-- EXERCISE DESCRIPTION --
Lines before the one containing "#[derive(Debug, Clone, Copy, Default, PartialEq, Eq, ValueEnum)]" are left out; that line and every line after it, through the end of the records, are to be reproduced exactly.

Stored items
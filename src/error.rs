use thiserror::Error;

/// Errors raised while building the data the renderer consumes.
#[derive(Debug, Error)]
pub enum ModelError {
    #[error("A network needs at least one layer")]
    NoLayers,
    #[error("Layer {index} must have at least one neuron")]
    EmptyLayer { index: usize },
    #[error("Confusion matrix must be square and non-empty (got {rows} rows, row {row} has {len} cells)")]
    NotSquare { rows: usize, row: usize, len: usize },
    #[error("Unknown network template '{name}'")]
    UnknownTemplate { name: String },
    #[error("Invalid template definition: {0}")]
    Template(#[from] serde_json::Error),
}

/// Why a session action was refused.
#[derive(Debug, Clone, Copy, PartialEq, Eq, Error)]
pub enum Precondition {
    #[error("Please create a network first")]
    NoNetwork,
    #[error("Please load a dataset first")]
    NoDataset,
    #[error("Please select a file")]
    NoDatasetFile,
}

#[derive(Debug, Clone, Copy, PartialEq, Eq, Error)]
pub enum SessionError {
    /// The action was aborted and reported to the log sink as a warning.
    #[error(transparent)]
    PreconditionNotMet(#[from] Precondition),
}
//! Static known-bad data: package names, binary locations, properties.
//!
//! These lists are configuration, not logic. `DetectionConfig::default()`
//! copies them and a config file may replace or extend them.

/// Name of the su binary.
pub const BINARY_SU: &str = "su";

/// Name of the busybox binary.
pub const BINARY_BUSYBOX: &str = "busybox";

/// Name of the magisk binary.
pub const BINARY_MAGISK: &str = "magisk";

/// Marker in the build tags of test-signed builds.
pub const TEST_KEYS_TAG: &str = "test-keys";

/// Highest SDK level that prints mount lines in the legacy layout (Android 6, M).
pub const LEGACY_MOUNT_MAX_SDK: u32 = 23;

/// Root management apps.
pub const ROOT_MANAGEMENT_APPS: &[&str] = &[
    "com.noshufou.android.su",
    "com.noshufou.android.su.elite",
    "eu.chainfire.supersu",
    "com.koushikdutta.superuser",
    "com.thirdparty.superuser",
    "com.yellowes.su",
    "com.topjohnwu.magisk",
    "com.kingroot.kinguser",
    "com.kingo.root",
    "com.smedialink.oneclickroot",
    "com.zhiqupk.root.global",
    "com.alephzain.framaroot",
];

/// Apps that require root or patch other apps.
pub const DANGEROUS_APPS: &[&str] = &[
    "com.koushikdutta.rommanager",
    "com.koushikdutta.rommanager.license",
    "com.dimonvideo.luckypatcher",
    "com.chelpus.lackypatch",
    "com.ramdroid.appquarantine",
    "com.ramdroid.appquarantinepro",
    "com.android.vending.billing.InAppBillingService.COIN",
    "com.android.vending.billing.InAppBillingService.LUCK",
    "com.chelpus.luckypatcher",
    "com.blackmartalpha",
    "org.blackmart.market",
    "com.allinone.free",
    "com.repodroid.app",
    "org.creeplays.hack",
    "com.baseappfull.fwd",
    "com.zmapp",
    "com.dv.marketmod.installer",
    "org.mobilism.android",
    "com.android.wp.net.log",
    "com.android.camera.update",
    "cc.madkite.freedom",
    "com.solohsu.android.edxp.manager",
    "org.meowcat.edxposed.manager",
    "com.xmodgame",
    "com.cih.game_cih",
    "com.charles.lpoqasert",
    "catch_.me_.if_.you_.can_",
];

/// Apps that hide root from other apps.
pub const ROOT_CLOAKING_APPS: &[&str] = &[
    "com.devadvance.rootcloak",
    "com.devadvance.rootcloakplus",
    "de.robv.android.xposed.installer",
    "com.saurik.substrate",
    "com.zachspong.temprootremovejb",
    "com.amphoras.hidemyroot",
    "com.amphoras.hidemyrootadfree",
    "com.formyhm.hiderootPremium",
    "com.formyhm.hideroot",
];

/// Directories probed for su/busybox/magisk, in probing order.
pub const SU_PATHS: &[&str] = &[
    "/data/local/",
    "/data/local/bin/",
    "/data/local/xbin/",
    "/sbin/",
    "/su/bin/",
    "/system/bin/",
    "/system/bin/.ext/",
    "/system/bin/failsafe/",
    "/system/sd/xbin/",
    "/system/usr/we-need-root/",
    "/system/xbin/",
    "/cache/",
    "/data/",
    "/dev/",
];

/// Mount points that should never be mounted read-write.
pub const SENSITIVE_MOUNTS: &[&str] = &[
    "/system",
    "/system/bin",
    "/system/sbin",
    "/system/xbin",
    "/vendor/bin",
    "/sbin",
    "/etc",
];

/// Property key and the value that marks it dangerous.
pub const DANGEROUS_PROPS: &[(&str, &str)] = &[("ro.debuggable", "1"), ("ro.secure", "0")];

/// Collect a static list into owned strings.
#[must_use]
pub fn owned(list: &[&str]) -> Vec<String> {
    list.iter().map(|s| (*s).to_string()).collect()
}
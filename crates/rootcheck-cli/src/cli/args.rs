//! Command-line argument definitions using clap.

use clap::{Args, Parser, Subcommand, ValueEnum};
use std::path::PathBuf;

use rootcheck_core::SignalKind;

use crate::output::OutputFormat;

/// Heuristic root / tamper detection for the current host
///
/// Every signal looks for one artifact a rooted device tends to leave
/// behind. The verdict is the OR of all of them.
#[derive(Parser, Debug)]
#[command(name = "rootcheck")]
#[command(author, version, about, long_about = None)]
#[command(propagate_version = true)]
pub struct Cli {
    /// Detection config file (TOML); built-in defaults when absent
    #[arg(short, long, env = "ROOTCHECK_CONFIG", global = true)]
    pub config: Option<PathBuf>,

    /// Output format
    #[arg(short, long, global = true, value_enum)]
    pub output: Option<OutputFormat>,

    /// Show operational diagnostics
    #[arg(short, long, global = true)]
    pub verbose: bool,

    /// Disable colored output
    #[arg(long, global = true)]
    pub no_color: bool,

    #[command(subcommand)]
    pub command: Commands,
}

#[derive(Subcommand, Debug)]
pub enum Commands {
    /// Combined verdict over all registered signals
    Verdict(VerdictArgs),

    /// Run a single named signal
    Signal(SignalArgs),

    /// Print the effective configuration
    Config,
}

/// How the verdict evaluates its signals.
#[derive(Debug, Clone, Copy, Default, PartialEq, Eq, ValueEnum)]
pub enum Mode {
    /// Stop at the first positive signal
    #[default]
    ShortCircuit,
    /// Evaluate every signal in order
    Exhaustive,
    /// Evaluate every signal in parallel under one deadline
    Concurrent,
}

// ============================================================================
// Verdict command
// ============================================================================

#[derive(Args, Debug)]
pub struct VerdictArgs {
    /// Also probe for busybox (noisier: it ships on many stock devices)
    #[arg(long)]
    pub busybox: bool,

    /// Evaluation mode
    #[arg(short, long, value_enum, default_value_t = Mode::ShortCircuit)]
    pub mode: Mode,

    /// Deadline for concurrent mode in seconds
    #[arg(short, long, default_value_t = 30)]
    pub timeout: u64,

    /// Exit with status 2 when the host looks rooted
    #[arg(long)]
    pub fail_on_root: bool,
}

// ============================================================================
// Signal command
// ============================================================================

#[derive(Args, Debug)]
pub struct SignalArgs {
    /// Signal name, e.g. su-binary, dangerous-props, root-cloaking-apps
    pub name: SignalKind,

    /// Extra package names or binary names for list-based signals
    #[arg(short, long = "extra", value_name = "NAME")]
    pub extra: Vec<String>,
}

-- SOLUTION FOR THIS TASK --
#[derive(Debug, Clone, Copy, Default, PartialEq, Eq, ValueEnum)]
pub enum Mode {
    /// Stop at the first positive signal
    #[default]
    ShortCircuit,
    /// Evaluate every signal in order
    Exhaustive,
    /// Evaluate every signal in parallel under one deadline
    Concurrent,
}

// ============================================================================
// Verdict command
// ============================================================================

#[derive(Args, Debug)]
pub struct VerdictArgs {
    /// Also probe for busybox (noisier: it ships on many stock devices)
    #[arg(long)]
    pub busybox: bool,

    /// Evaluation mode
    #[arg(short, long, value_enum, default_value_t = Mode::ShortCircuit)]
    pub mode: Mode,

    /// Deadline for concurrent mode in seconds
    #[arg(short, long, default_value_t = 30)]
    pub timeout: u64,

    /// Exit with status 2 when the host looks rooted
    #[arg(long)]
    pub fail_on_root: bool,
}

// ============================================================================
// Signal command
// ============================================================================

#[derive(Args, Debug)]
pub struct SignalArgs {
    /// Signal name, e.g. su-binary, dangerous-props, root-cloaking-apps
    pub name: SignalKind,

    /// Extra package names or binary names for list-based signals
    #[arg(short, long = "extra", value_name = "NAME")]
    pub extra: Vec<String>,
}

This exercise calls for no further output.